I had gone from being one of a pair of neglected children to being the lone outcast. Despite living in the same house, the activities of Janice and Alexi were known to me only by rumor, and my life become one of sullen solitude. My anger at Janice's continued neglect and Alexi's sudden betrayal poisoned the few other friendships I had, and in an effort to shut out the world I focused entirely on academics and the kind of art favored only by the brooding and lonely. I wrote modern jazz, and went to poetry sessions. Not proud of it now, but I did it.
Regardless, my anger bore surprising fruit. Those were my last two years of high school, and seeing sustained academic improvement and artistic bent (and not knowing my family situation), the college admissions boards apparently thought I was a hot prospect on the rise. I was accepted into several universities, even a couple of great ones, leading to one of my few real attempts to get something out of Janice β money. It was hopeless. Her alimony was going to go down when I graduated high school, and she sure was not going to spend party money on my tuition when some cow college in the Midwest was willing to give me a full ride. Unable to move Janice to generosity, and unwilling to join the military, I took the best path out of town and went West.
My first semester at college sucked. Away from the constant source of anger that was my family, I lost much of my passion, and somewhat bereft of social skills I had trouble fitting in with my peers. I wound up hanging around with a band of high-achieving misfits, the kind who drank a little, smoked a lot, and tried just hard enough to remain in that academic band that showed you were smart but not a nerd (at least not to each other). It was not fun, it was just coping, self-medicating with a group of people who thought depression meant you were deep, and among whom I was the deepest of all. Neither Janice nor Alexi ever visited, or called, or wrote, and I was constantly unsure how I felt about that. By going to college, it was like I had ceased to exist for them.

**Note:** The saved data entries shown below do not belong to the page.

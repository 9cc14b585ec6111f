//! Total parenteral nutrition admixture calculator.
//!
//! Turns per-kg nutrient targets into daily volumes of a base solution,
//! additive concentrates and a diluent that fit the patient's total water
//! intake. Every intermediate figure is kept in a calculation trace returned
//! with the result.

pub mod allocation;
pub mod calculator;
pub mod catalog;
pub mod config;
pub mod error;
pub mod nutrient;
pub mod output;
pub mod patient;
pub mod requirements;
pub mod trace;
pub mod units;

pub use calculator::{compute_allocation, AllocationResult};
pub use catalog::{Additive, AdditiveRole, BaseSolution, RoleAssignment};
pub use config::{AllocationPolicy, BaseVolumeMode, CalculationConfig, ToleranceConfig};
pub use error::{TpnError, TpnResult};
pub use nutrient::Nutrient;
pub use patient::{PatientTargets, Target};
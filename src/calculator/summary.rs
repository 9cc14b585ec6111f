use serde::{Deserialize, Serialize};
use std::collections::{BTreeMap, HashMap};

use crate::allocation::{ComponentRole, MixComponent};
use crate::catalog::{Additive, BaseSolution};
use crate::error::TpnResult;
use crate::nutrient::Nutrient;
use crate::patient::PatientTargets;

#[derive(Debug, Clone, PartialEq, Serialize, Deserialize)]
pub struct NutrientTotal {
    pub nutrient: Nutrient,
    pub total: f64, // per day
    pub unit: String,
    pub per_kg: f64,
}

/// A target as it was entered, before conversion to a daily amount.
#[derive(Debug, Clone, PartialEq, Serialize, Deserialize)]
pub struct InputAmount {
    pub nutrient: Nutrient,
    pub label: String,
    pub value: f64,
    pub unit: String,
}

/// What the final mix actually delivers, recomputed from volumes and
/// catalog concentrations alone.
#[derive(Debug, Clone, PartialEq, Serialize, Deserialize)]
pub struct DeliverySummary {
    pub totals: Vec<NutrientTotal>,
    pub inputs: Vec<InputAmount>,
    pub energy_kcal: f64,
}

impl DeliverySummary {
    pub fn from_mix(
        components: &[MixComponent],
        base: &BaseSolution,
        additives: &HashMap<String, Additive>,
        targets: &PatientTargets,
    ) -> TpnResult<Self> {
        let weight = targets.weight_kg;

        let mut totals = Vec::with_capacity(Nutrient::ALL.len());
        for nutrient in Nutrient::ALL {
            let mut total = 0.0;
            for component in components {
                total += per_ml(component, nutrient, base, additives)? * component.volume_ml;
            }
            totals.push(NutrientTotal {
                nutrient,
                total,
                unit: nutrient.daily_unit_label(),
                per_kg: total / weight,
            });
        }

        let inputs = Nutrient::ALL
            .iter()
            .filter_map(|&nutrient| {
                targets.target(nutrient).effective().map(|value| InputAmount {
                    nutrient,
                    label: nutrient.input_label().to_string(),
                    value,
                    unit: nutrient.input_unit_label(),
                })
            })
            .collect();

        let energy_kcal = components
            .iter()
            .map(|c| {
                let kcal_per_ml = match c.role {
                    ComponentRole::Base => base.energy_per_ml(),
                    _ => additives.get(&c.name).map(|a| a.energy_per_ml()).unwrap_or(0.0),
                };
                kcal_per_ml * c.volume_ml
            })
            .sum();

        Ok(Self {
            totals,
            inputs,
            energy_kcal,
        })
    }

    pub fn total(&self, nutrient: Nutrient) -> f64 {
        self.totals
            .iter()
            .find(|t| t.nutrient == nutrient)
            .map(|t| t.total)
            .unwrap_or(0.0)
    }

    pub fn input(&self, nutrient: Nutrient) -> Option<&InputAmount> {
        self.inputs.iter().find(|i| i.nutrient == nutrient)
    }

    pub fn delivered(&self) -> BTreeMap<Nutrient, f64> {
        self.totals.iter().map(|t| (t.nutrient, t.total)).collect()
    }
}

fn per_ml(
    component: &MixComponent,
    nutrient: Nutrient,
    base: &BaseSolution,
    additives: &HashMap<String, Additive>,
) -> TpnResult<f64> {
    match component.role {
        ComponentRole::Base => base.per_ml(nutrient),
        // An uncatalogued diluent is plain water
        _ => match additives.get(&component.name) {
            Some(additive) => additive.per_ml(nutrient),
            None => Ok(0.0),
        },
    }
}

#[cfg(test)]
mod tests {
    use super::*;
    use crate::catalog::AdditiveRole;
    use crate::units::Concentration;
    use approx::assert_relative_eq;

    #[test]
    fn test_totals_recomputed_from_volumes() {
        let base = BaseSolution::new("D10", 10.0)
            .with(Nutrient::Sodium, Concentration::new(20.0, "mEq/L".parse().unwrap()))
            .with_calories(340.0);
        let additives: HashMap<_, _> = [
            Additive::new("Sodium Phosphate")
                .with_per_ml(Nutrient::Sodium, 0.75)
                .with_per_ml(Nutrient::Phosphorus, 0.5),
            Additive::new("Lipid Emulsion 20%")
                .with_per_ml(Nutrient::Fat, 0.2)
                .with_energy(2.0),
        ]
        .into_iter()
        .map(|a| (a.name.clone(), a))
        .collect();

        let components = vec![
            MixComponent {
                name: "D10".to_string(),
                role: ComponentRole::Base,
                volume_ml: 100.0,
            },
            MixComponent {
                name: "Sodium Phosphate".to_string(),
                role: ComponentRole::Additive(AdditiveRole::SodiumPhosphate),
                volume_ml: 4.0,
            },
            MixComponent {
                name: "Lipid Emulsion 20%".to_string(),
                role: ComponentRole::Additive(AdditiveRole::LipidEmulsion),
                volume_ml: 10.0,
            },
            MixComponent {
                name: "Distilled Water".to_string(),
                role: ComponentRole::Diluent,
                volume_ml: 6.0,
            },
        ];
        let targets = PatientTargets::new(2.0, 60.0)
            .include(Nutrient::Glucose, 4.0)
            .include(Nutrient::Sodium, 2.5);

        let summary = DeliverySummary::from_mix(&components, &base, &additives, &targets).unwrap();

        assert_relative_eq!(summary.total(Nutrient::Glucose), 10.0, epsilon = 1e-12);
        assert_relative_eq!(summary.total(Nutrient::Sodium), 2.0 + 3.0, epsilon = 1e-12);
        assert_relative_eq!(summary.total(Nutrient::Phosphorus), 2.0, epsilon = 1e-12);
        assert_relative_eq!(summary.total(Nutrient::Fat), 2.0, epsilon = 1e-12);
        assert_eq!(summary.total(Nutrient::Zinc), 0.0);
        assert_relative_eq!(summary.totals[2].per_kg, 2.5, epsilon = 1e-12);
        assert_relative_eq!(summary.energy_kcal, 34.0 + 20.0, epsilon = 1e-9);

        assert_eq!(summary.inputs.len(), 2);
        let gir = summary.input(Nutrient::Glucose).unwrap();
        assert_eq!(gir.label, "GIR");
        assert_eq!(gir.unit, "mg/kg/min");
        assert!(summary.input(Nutrient::Fat).is_none());
    }
}
pub mod result;
pub mod summary;

use log::{debug, info, warn};
use std::collections::HashMap;

use crate::allocation::tolerance::{assess, check_fatal};
use crate::allocation::{allocate, AllocationContext, BandStatus};
use crate::catalog::{Additive, BaseSolution};
use crate::config::{AllocationPolicy, CalculationConfig};
use crate::error::{TpnError, TpnResult};
use crate::patient::PatientTargets;
use crate::requirements::resolve_requirements;
use crate::trace::CalculationTrace;

pub use result::*;
pub use summary::*;

const CONSERVATION_TOLERANCE: f64 = 1e-6; // mL

/// Computes the admixture for one patient.
///
/// Inputs are only borrowed; either a complete result comes back or an error
/// naming the nutrient or additive at fault.
pub fn compute_allocation(
    targets: &PatientTargets,
    base: &BaseSolution,
    additives: &HashMap<String, Additive>,
    config: &CalculationConfig,
) -> TpnResult<AllocationResult> {
    targets.validate()?;
    config.validate()?;
    base.validate()?;
    for additive in additives.values() {
        additive.validate()?;
    }

    info!(
        "Computing {:?} allocation for {} kg with base '{}'",
        config.policy, targets.weight_kg, base.name
    );

    let mut trace = CalculationTrace::new();
    let budget = targets.twi_budget();

    trace.section("Total water intake");
    trace.line(format!(
        "{} mL/kg/day × {} kg = {:.2} mL/day",
        targets.twi_ml_per_kg_day, targets.weight_kg, budget
    ));

    let requirements = resolve_requirements(targets, &mut trace);

    let ctx = AllocationContext {
        requirements: &requirements,
        base,
        additives,
        roles: &config.roles,
        budget,
    };
    let allocation = allocate(&ctx, config, &mut trace)?;

    let total = allocation.total_volume();
    if (total - budget).abs() > CONSERVATION_TOLERANCE {
        return Err(TpnError::Allocation(format!(
            "Mix totals {:.6} mL/day against a budget of {:.6} mL/day",
            total, budget
        )));
    }

    trace.section("Final mix");
    for component in &allocation.components {
        trace.line(format!(
            "{} ({}): {:.2} mL/day",
            component.name, component.role, component.volume_ml
        ));
    }
    trace.line(format!("Total: {:.2} mL/day", total));

    let delivery = DeliverySummary::from_mix(&allocation.components, base, additives, targets)?;
    let assessments = assess(&requirements, &delivery.delivered(), &config.tolerance);

    trace.section("Delivered");
    for nutrient_total in &delivery.totals {
        let unit = nutrient_total.nutrient.daily_unit();
        let mut line = format!(
            "{}: {:.2} {}/day ({:.3} {}/kg/day)",
            nutrient_total.nutrient.label(),
            nutrient_total.total,
            unit,
            nutrient_total.per_kg,
            unit
        );
        if let Some(a) = assessments.iter().find(|a| a.nutrient == nutrient_total.nutrient) {
            line.push_str(&format!(", {:.1}% of target, {}", a.ratio * 100.0, a.status));
        }
        trace.line(line);
    }
    trace.line(format!("Energy: {:.1} kcal/day", delivery.energy_kcal));

    for a in assessments.iter().filter(|a| a.status != BandStatus::Within) {
        warn!(
            "{} delivered at {:.1}% of target ({})",
            a.nutrient,
            a.ratio * 100.0,
            a.status
        );
    }

    if config.policy == AllocationPolicy::ToleranceBand {
        check_fatal(&assessments, &config.tolerance)?;
    }

    debug!("Allocation method: {:?}", allocation.method);
    info!(
        "Allocated {} components, {:.2} mL/day",
        allocation.components.len(),
        total
    );

    Ok(AllocationResult {
        base_solution: base.name.clone(),
        weight_kg: targets.weight_kg,
        budget_ml: budget,
        components: allocation.components,
        requirements,
        delivery,
        assessments,
        policy: config.policy,
        method: allocation.method,
        trace,
    })
}

#[cfg(test)]
mod tests {
    use super::*;
    use crate::allocation::{AllocationMethod, BandLevel};
    use crate::nutrient::Nutrient;
    use approx::assert_relative_eq;

    fn catalog() -> HashMap<String, Additive> {
        [
            Additive::new("Dextrose 50%").with_per_ml(Nutrient::Glucose, 0.5),
            Additive::new("Sodium Phosphate")
                .with_per_ml(Nutrient::Sodium, 0.75)
                .with_per_ml(Nutrient::Phosphorus, 0.5),
            Additive::new("Potassium Chloride")
                .with_per_ml(Nutrient::Potassium, 1.0)
                .with_per_ml(Nutrient::Chloride, 1.0),
            Additive::new("Lipid Emulsion 20%")
                .with_per_ml(Nutrient::Fat, 0.2)
                .with_energy(2.0),
        ]
        .into_iter()
        .map(|a| (a.name.clone(), a))
        .collect()
    }

    #[test]
    fn test_trace_sections_in_order() {
        let targets = PatientTargets::new(1.33, 110.0)
            .include(Nutrient::Glucose, 7.0)
            .include(Nutrient::Sodium, 2.5);
        let base = BaseSolution::new("D10", 10.0);

        let result = compute_allocation(&targets, &base, &catalog(), &CalculationConfig::sequential()).unwrap();

        let titles: Vec<_> = result.trace.sections().iter().map(|s| s.title.as_str()).collect();
        assert_eq!(
            titles,
            vec![
                "Total water intake",
                "Requirements",
                "Base solution",
                "Additives",
                "Total volume",
                "Final mix",
                "Delivered"
            ]
        );
        assert!(result
            .trace
            .lines()
            .any(|l| l == "110 mL/kg/day × 1.33 kg = 146.30 mL/day"));
    }

    #[test]
    fn test_tolerance_band_result() {
        let targets = PatientTargets::new(2.0, 120.0)
            .include(Nutrient::Glucose, 6.0)
            .include(Nutrient::Potassium, 2.0)
            .include(Nutrient::Fat, 1.0);
        let base = BaseSolution::new("D10", 10.0);

        let result = compute_allocation(&targets, &base, &catalog(), &CalculationConfig::default()).unwrap();

        assert_eq!(
            result.method,
            AllocationMethod::ToleranceBand { level: BandLevel::Within, fraction: 0.10 }
        );
        assert_relative_eq!(result.total_volume(), 240.0, epsilon = 1e-6);
        for assessment in &result.assessments {
            assert_eq!(assessment.status, BandStatus::Within);
        }
        assert_relative_eq!(result.delivered(Nutrient::Fat), 2.0, epsilon = 1e-6);
        assert_relative_eq!(result.volume_of("Lipid Emulsion 20%").unwrap(), 10.0, epsilon = 1e-6);
        // Only the lipid carries an energy density here
        assert_relative_eq!(result.energy_kcal(), 20.0, epsilon = 1e-6);
    }

    #[test]
    fn test_fatal_violation_only_under_tolerance_band() {
        // Sodium phosphate cannot satisfy both targets, the fallback overshoots sodium
        let targets = PatientTargets::new(1.0, 100.0)
            .include(Nutrient::Sodium, 3.0)
            .include(Nutrient::Phosphorus, 5.0);
        let base = BaseSolution::new("D10", 10.0);

        let err = compute_allocation(&targets, &base, &catalog(), &CalculationConfig::default()).unwrap_err();
        match err {
            TpnError::ToleranceViolation { nutrient, target, actual, .. } => {
                assert_eq!(nutrient, Nutrient::Sodium);
                assert_relative_eq!(target, 3.0, epsilon = 1e-9);
                assert_relative_eq!(actual, 10.5, epsilon = 1e-9);
            }
            other => panic!("expected tolerance violation, got {:?}", other),
        }

        let result = compute_allocation(&targets, &base, &catalog(), &CalculationConfig::sequential()).unwrap();
        assert_eq!(
            result.assessment(Nutrient::Sodium).unwrap().status,
            BandStatus::OutOfBand
        );
    }

    #[test]
    fn test_invalid_targets_rejected_before_allocation() {
        let targets = PatientTargets::new(0.0, 110.0);
        let base = BaseSolution::new("D10", 10.0);
        let err = compute_allocation(&targets, &base, &catalog(), &CalculationConfig::default()).unwrap_err();
        assert!(matches!(err, TpnError::Validation(_)));
    }

    #[test]
    fn test_negative_catalog_values_rejected() {
        let targets = PatientTargets::new(1.33, 110.0).include(Nutrient::Glucose, 7.0);
        let base = BaseSolution::new("D10", -10.0);
        let err = compute_allocation(&targets, &base, &catalog(), &CalculationConfig::default()).unwrap_err();
        assert!(matches!(err, TpnError::InvalidCatalog(_)));
        assert!(err.is_configuration());
    }
}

I lost my virginity with Carol, the first of the several random stoned hookups that characterized that group's attempts to balance lust with apathy. None of them worked out. Even in that group I stood out as off-kilter, and none of them wanted to get too close to me. Loveless, depressed, tolerated only by the intolerable, God only knows where I would have wound up if not for my 18th birthday.
See, the misfits had a tradition for birthdays that you had to follow β whatever that new year let you do, you had to go do it (unless it was permanent and uncool), just so you could show how you yourself were unchanged and thereby prove that the milestone was meaningless. At eighteen, this meant you had to get a tattoo, and buy cigarettes, and gamble, and do a few other things that sounded cool when you were younger. My tattoo was the grim reaper on my shoulder (stolen subconsciously, I now realize, from Airheads), and I was amazed at how much I actually enjoyed the pain. The cigarettes were Camel non-filters, and tasted like ass β I mostly smoked pot, being more interested in the high than in the cancer. And my gambling, out in the flat, corn-saturated, casino-bereft vicinity of my school, was a handful of lottery tickets. Whoop-de-fucking-woo, was I ever an ironic adult badass.